In the early 20th century, in Baroda State, Chunvalia Kolis were primarily found in the Kadi district. Fifty years earlier, they were looked upon as "the terror of North Gujarat", according to colonial-era ethnographers. These accounts relate how, led by their chiefs, Thakardas or Girasias, they lived in villages protected by impassable thorn fences from where they levied contributions from the surrounding districts.

==Occupations and classification==
The Chunvalia Kolis, in common with the Koli people as a whole, were once considered a "criminal caste" prone to dacoity, as designated by Raj authorities, for purportedly engaging in such crimes as highway and gang robberies, theft of livestock and crops, murder and blackmail.
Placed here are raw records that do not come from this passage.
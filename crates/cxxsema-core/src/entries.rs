//! Registry entry types.
//!
//! These are the records the external type system supplies: classes with
//! their base lists and user-defined-conversion members, unscoped enums with
//! their underlying type, builtin arithmetic types, and function signatures.
//! The conversion engine consumes them; it never builds or validates them.

use crate::{BasicKind, DataType, TypeHash};

/// A registered type.
#[derive(Debug, Clone, PartialEq)]
pub enum TypeEntry {
    Basic(BasicEntry),
    Class(ClassEntry),
    Enum(EnumEntry),
}

impl TypeEntry {
    pub fn type_hash(&self) -> TypeHash {
        match self {
            TypeEntry::Basic(e) => e.type_hash,
            TypeEntry::Class(e) => e.type_hash,
            TypeEntry::Enum(e) => e.type_hash,
        }
    }

    pub fn name(&self) -> &str {
        match self {
            TypeEntry::Basic(e) => &e.name,
            TypeEntry::Class(e) => &e.name,
            TypeEntry::Enum(e) => &e.name,
        }
    }

    pub fn as_class(&self) -> Option<&ClassEntry> {
        match self {
            TypeEntry::Class(e) => Some(e),
            _ => None,
        }
    }

    pub fn as_enum(&self) -> Option<&EnumEntry> {
        match self {
            TypeEntry::Enum(e) => Some(e),
            _ => None,
        }
    }

    pub fn as_basic(&self) -> Option<&BasicEntry> {
        match self {
            TypeEntry::Basic(e) => Some(e),
            _ => None,
        }
    }
}

impl From<BasicEntry> for TypeEntry {
    fn from(e: BasicEntry) -> Self {
        TypeEntry::Basic(e)
    }
}

impl From<ClassEntry> for TypeEntry {
    fn from(e: ClassEntry) -> Self {
        TypeEntry::Class(e)
    }
}

impl From<EnumEntry> for TypeEntry {
    fn from(e: EnumEntry) -> Self {
        TypeEntry::Enum(e)
    }
}

/// Registry entry for a builtin fundamental type.
#[derive(Debug, Clone, PartialEq)]
pub struct BasicEntry {
    /// Spelled name (`"unsigned long"`, not a token).
    pub name: String,
    pub type_hash: TypeHash,
    /// The arithmetic kind; `None` for `void` and `std::nullptr_t`.
    pub kind: Option<BasicKind>,
}

impl BasicEntry {
    pub fn new(name: impl Into<String>, type_hash: TypeHash, kind: Option<BasicKind>) -> Self {
        Self {
            name: name.into(),
            type_hash,
            kind,
        }
    }
}

/// Registry entry for a class type.
///
/// Only the members that matter to conversion ranking are recorded: the
/// direct base classes, the converting constructors, and the conversion
/// operators. Function hashes refer into the registry's function storage.
#[derive(Debug, Clone, PartialEq)]
pub struct ClassEntry {
    /// Qualified name.
    pub name: String,
    /// Type hash for identity (computed from the qualified name).
    pub type_hash: TypeHash,
    /// Direct base classes, in declaration order.
    pub bases: Vec<TypeHash>,
    /// Constructor function hashes.
    pub constructors: Vec<TypeHash>,
    /// Conversion operator function hashes.
    pub conversion_operators: Vec<TypeHash>,
}

impl ClassEntry {
    /// Create a class entry; the hash is derived from the qualified name.
    pub fn new(name: impl Into<String>) -> Self {
        let name = name.into();
        let type_hash = TypeHash::from_name(&name);
        Self {
            name,
            type_hash,
            bases: Vec::new(),
            constructors: Vec::new(),
            conversion_operators: Vec::new(),
        }
    }

    /// Add a direct base class.
    pub fn with_base(mut self, base: TypeHash) -> Self {
        self.bases.push(base);
        self
    }

    /// Add a constructor.
    pub fn with_constructor(mut self, ctor: TypeHash) -> Self {
        self.constructors.push(ctor);
        self
    }

    /// Add a conversion operator.
    pub fn with_conversion_operator(mut self, op: TypeHash) -> Self {
        self.conversion_operators.push(op);
        self
    }
}

/// Registry entry for an unscoped enum.
///
/// Scoped enums do not convert implicitly and never reach the engine.
#[derive(Debug, Clone, PartialEq)]
pub struct EnumEntry {
    pub name: String,
    pub type_hash: TypeHash,
    /// Hash of the underlying arithmetic type.
    pub underlying: TypeHash,
}

impl EnumEntry {
    pub fn new(name: impl Into<String>, underlying: TypeHash) -> Self {
        let name = name.into();
        let type_hash = TypeHash::from_name(&name);
        Self {
            name,
            type_hash,
            underlying,
        }
    }
}

/// What kind of function an entry describes.
#[derive(Debug, Clone, Copy, PartialEq, Eq)]
pub enum FunctionKind {
    Free,
    Method,
    Constructor,
    ConversionOperator,
}

/// One function parameter.
#[derive(Debug, Clone, PartialEq)]
pub struct Param {
    pub name: String,
    pub data_type: DataType,
    pub has_default: bool,
}

impl Param {
    pub fn new(name: impl Into<String>, data_type: DataType) -> Self {
        Self {
            name: name.into(),
            data_type,
            has_default: false,
        }
    }

    /// A parameter with a default argument.
    pub fn with_default(name: impl Into<String>, data_type: DataType) -> Self {
        Self {
            name: name.into(),
            data_type,
            has_default: true,
        }
    }
}

/// A function signature.
#[derive(Debug, Clone, PartialEq)]
pub struct FunctionDef {
    /// Identity hash.
    pub func_hash: TypeHash,
    /// Unqualified name (class name for constructors, `"operator"` for
    /// conversion operators).
    pub name: String,
    pub params: Vec<Param>,
    pub return_type: DataType,
    /// Trailing C-style ellipsis (`...`).
    pub is_variadic: bool,
    /// Member cv-qualification (`void f() const`).
    pub is_const: bool,
    /// Owning class for members.
    pub owner: Option<TypeHash>,
}

impl FunctionDef {
    /// A free function.
    pub fn free(name: impl Into<String>, params: Vec<Param>, return_type: DataType) -> Self {
        let name = name.into();
        let param_hashes: Vec<_> = params.iter().map(|p| p.data_type.type_hash).collect();
        let func_hash = TypeHash::from_function(&name, &param_hashes);
        Self {
            func_hash,
            name,
            params,
            return_type,
            is_variadic: false,
            is_const: false,
            owner: None,
        }
    }

    /// A non-static member function.
    pub fn method(
        owner: TypeHash,
        name: impl Into<String>,
        params: Vec<Param>,
        return_type: DataType,
        is_const: bool,
    ) -> Self {
        let name = name.into();
        let param_hashes: Vec<_> = params.iter().map(|p| p.data_type.type_hash).collect();
        let func_hash = TypeHash::from_method(owner, &name, &param_hashes, is_const);
        Self {
            func_hash,
            name,
            params,
            return_type,
            is_variadic: false,
            is_const,
            owner: Some(owner),
        }
    }

    /// A constructor of `owner`.
    pub fn constructor(owner: TypeHash, owner_name: impl Into<String>, params: Vec<Param>) -> Self {
        let param_hashes: Vec<_> = params.iter().map(|p| p.data_type.type_hash).collect();
        let func_hash = TypeHash::from_constructor(owner, &param_hashes);
        Self {
            func_hash,
            name: owner_name.into(),
            params,
            return_type: DataType::simple(owner),
            is_variadic: false,
            is_const: false,
            owner: Some(owner),
        }
    }

    /// A conversion operator of `owner` yielding `result`.
    pub fn conversion_operator(owner: TypeHash, result: DataType, is_const: bool) -> Self {
        let func_hash = TypeHash::from_operator(owner, result.type_hash, is_const);
        Self {
            func_hash,
            name: "operator".to_string(),
            params: Vec::new(),
            return_type: result,
            is_variadic: false,
            is_const,
            owner: Some(owner),
        }
    }

    /// A copy marked variadic (trailing `...`).
    pub fn variadic(mut self) -> Self {
        self.is_variadic = true;
        self
    }

    /// Number of parameters without default arguments.
    pub fn required_params(&self) -> usize {
        self.params.iter().filter(|p| !p.has_default).count()
    }
}

/// Registry entry for a function.
#[derive(Debug, Clone, PartialEq)]
pub struct FunctionEntry {
    pub def: FunctionDef,
    pub kind: FunctionKind,
}

impl FunctionEntry {
    pub fn free(def: FunctionDef) -> Self {
        Self {
            def,
            kind: FunctionKind::Free,
        }
    }

    pub fn method(def: FunctionDef) -> Self {
        Self {
            def,
            kind: FunctionKind::Method,
        }
    }

    pub fn constructor(def: FunctionDef) -> Self {
        Self {
            def,
            kind: FunctionKind::Constructor,
        }
    }

    pub fn conversion_operator(def: FunctionDef) -> Self {
        Self {
            def,
            kind: FunctionKind::ConversionOperator,
        }
    }
}

#[cfg(test)]
mod tests {
    use super::*;
    use crate::builtins;

    #[test]
    fn class_entry_builder() {
        let base = TypeHash::from_name("Shape");
        let ctor = TypeHash::from_constructor(TypeHash::from_name("Circle"), &[builtins::DOUBLE]);
        let entry = ClassEntry::new("Circle").with_base(base).with_constructor(ctor);

        assert_eq!(entry.type_hash, TypeHash::from_name("Circle"));
        assert_eq!(entry.bases, vec![base]);
        assert_eq!(entry.constructors, vec![ctor]);
        assert!(entry.conversion_operators.is_empty());
    }

    #[test]
    fn type_entry_accessors() {
        let entry: TypeEntry = ClassEntry::new("Widget").into();
        assert!(entry.as_class().is_some());
        assert!(entry.as_enum().is_none());
        assert_eq!(entry.name(), "Widget");

        let e: TypeEntry = EnumEntry::new("Color", builtins::INT).into();
        assert!(e.as_enum().is_some());
        assert_eq!(e.as_enum().map(|e| e.underlying), Some(builtins::INT));
    }

    #[test]
    fn function_def_required_params() {
        let int_ty = DataType::simple(builtins::INT);
        let def = FunctionDef::free(
            "f",
            vec![Param::new("a", int_ty), Param::with_default("b", int_ty)],
            DataType::simple(builtins::VOID),
        );
        assert_eq!(def.required_params(), 1);
        assert_eq!(def.params.len(), 2);
        assert!(!def.is_variadic);
        assert!(def.variadic().is_variadic);
    }

    #[test]
    fn constructor_returns_owner_type() {
        let owner = TypeHash::from_name("Widget");
        let def = FunctionDef::constructor(owner, "Widget", vec![]);
        assert_eq!(def.return_type.type_hash, owner);
        assert_eq!(def.owner, Some(owner));
    }

    #[test]
    fn conversion_operator_identity() {
        let owner = TypeHash::from_name("Rational");
        let d1 = FunctionDef::conversion_operator(owner, DataType::simple(builtins::INT), true);
        let d2 = FunctionDef::conversion_operator(owner, DataType::simple(builtins::DOUBLE), true);
        assert_ne!(d1.func_hash, d2.func_hash);
        assert!(d1.params.is_empty());
    }
}
//! Classification of the C++ fundamental arithmetic types.
//!
//! The conversion classifier and the narrowing check need to know, for any
//! builtin arithmetic type, its bit width, signedness, and where it sits in
//! the integral promotion/conversion ladder. This module supplies that
//! knowledge as pure lookups; no registry access is involved.
//!
//! Widths follow the LP64 data model (`long` is 64-bit). `long double` is
//! modeled with the same width as `double`; the distinction only matters for
//! exact-representability checks, where treating both as binary64 is the
//! conservative choice.

use crate::type_hash::{TypeHash, builtins};

/// The fundamental arithmetic kinds.
///
/// Plain `char` is modeled as signed, as on the common LP64 targets.
#[derive(Debug, Clone, Copy, PartialEq, Eq, Hash)]
pub enum BasicKind {
    Bool,
    Char,
    SignedChar,
    UnsignedChar,
    Short,
    UnsignedShort,
    Int,
    UnsignedInt,
    Long,
    UnsignedLong,
    LongLong,
    UnsignedLongLong,
    Float,
    Double,
    LongDouble,
}

impl BasicKind {
    /// Storage width in bits. `Bool` reports 8; its representable value set
    /// is {0, 1} and is special-cased by value-range checks.
    pub const fn bit_width(self) -> u32 {
        match self {
            BasicKind::Bool
            | BasicKind::Char
            | BasicKind::SignedChar
            | BasicKind::UnsignedChar => 8,
            BasicKind::Short | BasicKind::UnsignedShort => 16,
            BasicKind::Int | BasicKind::UnsignedInt | BasicKind::Float => 32,
            BasicKind::Long
            | BasicKind::UnsignedLong
            | BasicKind::LongLong
            | BasicKind::UnsignedLongLong
            | BasicKind::Double
            | BasicKind::LongDouble => 64,
        }
    }

    /// Whether the kind is signed. Floating kinds report true.
    pub const fn is_signed(self) -> bool {
        !matches!(
            self,
            BasicKind::Bool
                | BasicKind::UnsignedChar
                | BasicKind::UnsignedShort
                | BasicKind::UnsignedInt
                | BasicKind::UnsignedLong
                | BasicKind::UnsignedLongLong
        )
    }

    pub const fn is_integral(self) -> bool {
        !self.is_floating()
    }

    pub const fn is_floating(self) -> bool {
        matches!(
            self,
            BasicKind::Float | BasicKind::Double | BasicKind::LongDouble
        )
    }

    /// The integer conversion rank ladder (`bool < char < short < int < long
    /// < long long`). Floating kinds have no integer rank; they report the
    /// top value and are never compared on it.
    pub const fn integer_conversion_rank(self) -> u32 {
        match self {
            BasicKind::Bool => 0,
            BasicKind::Char | BasicKind::SignedChar | BasicKind::UnsignedChar => 1,
            BasicKind::Short | BasicKind::UnsignedShort => 2,
            BasicKind::Int | BasicKind::UnsignedInt => 3,
            BasicKind::Long | BasicKind::UnsignedLong => 4,
            BasicKind::LongLong | BasicKind::UnsignedLongLong => 5,
            BasicKind::Float | BasicKind::Double | BasicKind::LongDouble => u32::MAX,
        }
    }

    /// The integral promotion target, if this kind promotes.
    ///
    /// `bool`, the char kinds, and the short kinds all promote to `int`;
    /// `float` promotes to `double`; everything else stays put.
    pub const fn promoted(self) -> BasicKind {
        match self {
            BasicKind::Bool
            | BasicKind::Char
            | BasicKind::SignedChar
            | BasicKind::UnsignedChar
            | BasicKind::Short
            | BasicKind::UnsignedShort => BasicKind::Int,
            BasicKind::Float => BasicKind::Double,
            other => other,
        }
    }

    /// Whether every value of `source` is representable in `self`.
    ///
    /// This is the value-set containment test behind the narrowing rules:
    /// a conversion between integral kinds is potentially narrowing exactly
    /// when the target does not contain the source.
    pub const fn contains_all_values_of(self, source: BasicKind) -> bool {
        if self.is_floating() || source.is_floating() {
            // Only meaningful between integral kinds; floating containment
            // is handled by the exact-representability checks.
            return false;
        }
        if matches!(source, BasicKind::Bool) {
            return true;
        }
        if matches!(self, BasicKind::Bool) {
            return false;
        }
        if source.is_signed() {
            self.is_signed() && self.bit_width() >= source.bit_width()
        } else if self.is_signed() {
            self.bit_width() > source.bit_width()
        } else {
            self.bit_width() >= source.bit_width()
        }
    }
}

/// Map a builtin type hash to its arithmetic kind.
///
/// Returns `None` for `void`, `std::nullptr_t`, and anything that is not a
/// builtin arithmetic type.
pub const fn basic_kind(hash: TypeHash) -> Option<BasicKind> {
    let h = hash.0;
    if h == builtins::BOOL.0 {
        Some(BasicKind::Bool)
    } else if h == builtins::CHAR.0 {
        Some(BasicKind::Char)
    } else if h == builtins::SCHAR.0 {
        Some(BasicKind::SignedChar)
    } else if h == builtins::UCHAR.0 {
        Some(BasicKind::UnsignedChar)
    } else if h == builtins::SHORT.0 {
        Some(BasicKind::Short)
    } else if h == builtins::USHORT.0 {
        Some(BasicKind::UnsignedShort)
    } else if h == builtins::INT.0 {
        Some(BasicKind::Int)
    } else if h == builtins::UINT.0 {
        Some(BasicKind::UnsignedInt)
    } else if h == builtins::LONG.0 {
        Some(BasicKind::Long)
    } else if h == builtins::ULONG.0 {
        Some(BasicKind::UnsignedLong)
    } else if h == builtins::LONG_LONG.0 {
        Some(BasicKind::LongLong)
    } else if h == builtins::ULONG_LONG.0 {
        Some(BasicKind::UnsignedLongLong)
    } else if h == builtins::FLOAT.0 {
        Some(BasicKind::Float)
    } else if h == builtins::DOUBLE.0 {
        Some(BasicKind::Double)
    } else if h == builtins::LONG_DOUBLE.0 {
        Some(BasicKind::LongDouble)
    } else {
        None
    }
}

/// The builtin hash for an arithmetic kind (inverse of [`basic_kind`]).
pub const fn builtin_hash(kind: BasicKind) -> TypeHash {
    match kind {
        BasicKind::Bool => builtins::BOOL,
        BasicKind::Char => builtins::CHAR,
        BasicKind::SignedChar => builtins::SCHAR,
        BasicKind::UnsignedChar => builtins::UCHAR,
        BasicKind::Short => builtins::SHORT,
        BasicKind::UnsignedShort => builtins::USHORT,
        BasicKind::Int => builtins::INT,
        BasicKind::UnsignedInt => builtins::UINT,
        BasicKind::Long => builtins::LONG,
        BasicKind::UnsignedLong => builtins::ULONG,
        BasicKind::LongLong => builtins::LONG_LONG,
        BasicKind::UnsignedLongLong => builtins::ULONG_LONG,
        BasicKind::Float => builtins::FLOAT,
        BasicKind::Double => builtins::DOUBLE,
        BasicKind::LongDouble => builtins::LONG_DOUBLE,
    }
}

#[cfg(test)]
mod tests {
    use super::*;

    #[test]
    fn widths_and_signedness() {
        assert_eq!(BasicKind::SignedChar.bit_width(), 8);
        assert_eq!(BasicKind::Int.bit_width(), 32);
        assert_eq!(BasicKind::Long.bit_width(), 64);
        assert!(BasicKind::Char.is_signed());
        assert!(!BasicKind::UnsignedInt.is_signed());
        assert!(BasicKind::Double.is_floating());
        assert!(BasicKind::Bool.is_integral());
    }

    #[test]
    fn promotion_targets() {
        assert_eq!(BasicKind::Bool.promoted(), BasicKind::Int);
        assert_eq!(BasicKind::Char.promoted(), BasicKind::Int);
        assert_eq!(BasicKind::Short.promoted(), BasicKind::Int);
        assert_eq!(BasicKind::UnsignedShort.promoted(), BasicKind::Int);
        assert_eq!(BasicKind::Float.promoted(), BasicKind::Double);
        assert_eq!(BasicKind::Int.promoted(), BasicKind::Int);
        assert_eq!(BasicKind::UnsignedInt.promoted(), BasicKind::UnsignedInt);
    }

    #[test]
    fn integral_containment() {
        // widening within a signedness contains
        assert!(BasicKind::Int.contains_all_values_of(BasicKind::Short));
        assert!(BasicKind::UnsignedLong.contains_all_values_of(BasicKind::UnsignedInt));
        // unsigned fits in strictly wider signed
        assert!(BasicKind::Long.contains_all_values_of(BasicKind::UnsignedInt));
        assert!(!BasicKind::Int.contains_all_values_of(BasicKind::UnsignedInt));
        // signed never fits unsigned
        assert!(!BasicKind::UnsignedLongLong.contains_all_values_of(BasicKind::Int));
        // narrowing never contains
        assert!(!BasicKind::Short.contains_all_values_of(BasicKind::Int));
        // bool fits everywhere, nothing fits bool
        assert!(BasicKind::SignedChar.contains_all_values_of(BasicKind::Bool));
        assert!(!BasicKind::Bool.contains_all_values_of(BasicKind::SignedChar));
    }

    #[test]
    fn hash_round_trip() {
        for kind in [
            BasicKind::Bool,
            BasicKind::Char,
            BasicKind::SignedChar,
            BasicKind::UnsignedChar,
            BasicKind::Short,
            BasicKind::UnsignedShort,
            BasicKind::Int,
            BasicKind::UnsignedInt,
            BasicKind::Long,
            BasicKind::UnsignedLong,
            BasicKind::LongLong,
            BasicKind::UnsignedLongLong,
            BasicKind::Float,
            BasicKind::Double,
            BasicKind::LongDouble,
        ] {
            assert_eq!(basic_kind(builtin_hash(kind)), Some(kind));
        }
        assert_eq!(basic_kind(builtins::VOID), None);
        assert_eq!(basic_kind(builtins::NULLPTR), None);
        assert_eq!(basic_kind(TypeHash::from_name("Widget")), None);
    }
}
Such designations, categorising entire social groups as the Raj authorities did, resulted from the scientific racism of the day, with its related erroneous theories of biological determinism, along with political considerations of colonial rule. Since the turn of the twentieth century, Chunvalia Kolis have mainly been engaged in cultivation and other agrarian activities. They were traditionally considered skilled salt makers, a craft in which the whole family would be employed.

The Government of Gujarat classified the caste of the Chunvalia Kolis as Other Backward Class (OBC). They are traditionally non-vegetarian.

== Titles ==
A number of titles are used by Chunvalia Kolis of Gujarat. These include:
- Thakor, used by Chunvalia Kolis who ruled over any principalities or were chiefs of villages or rich and high Koli families.
- Pagi, used by Chunvalia Kolis who served as a detectives for rulers or any chief.
- Girasia, used by Chunvalia Kolis, amongst others, who ruled or controlled a land grant or jagir, granted to them by a ruler or chief.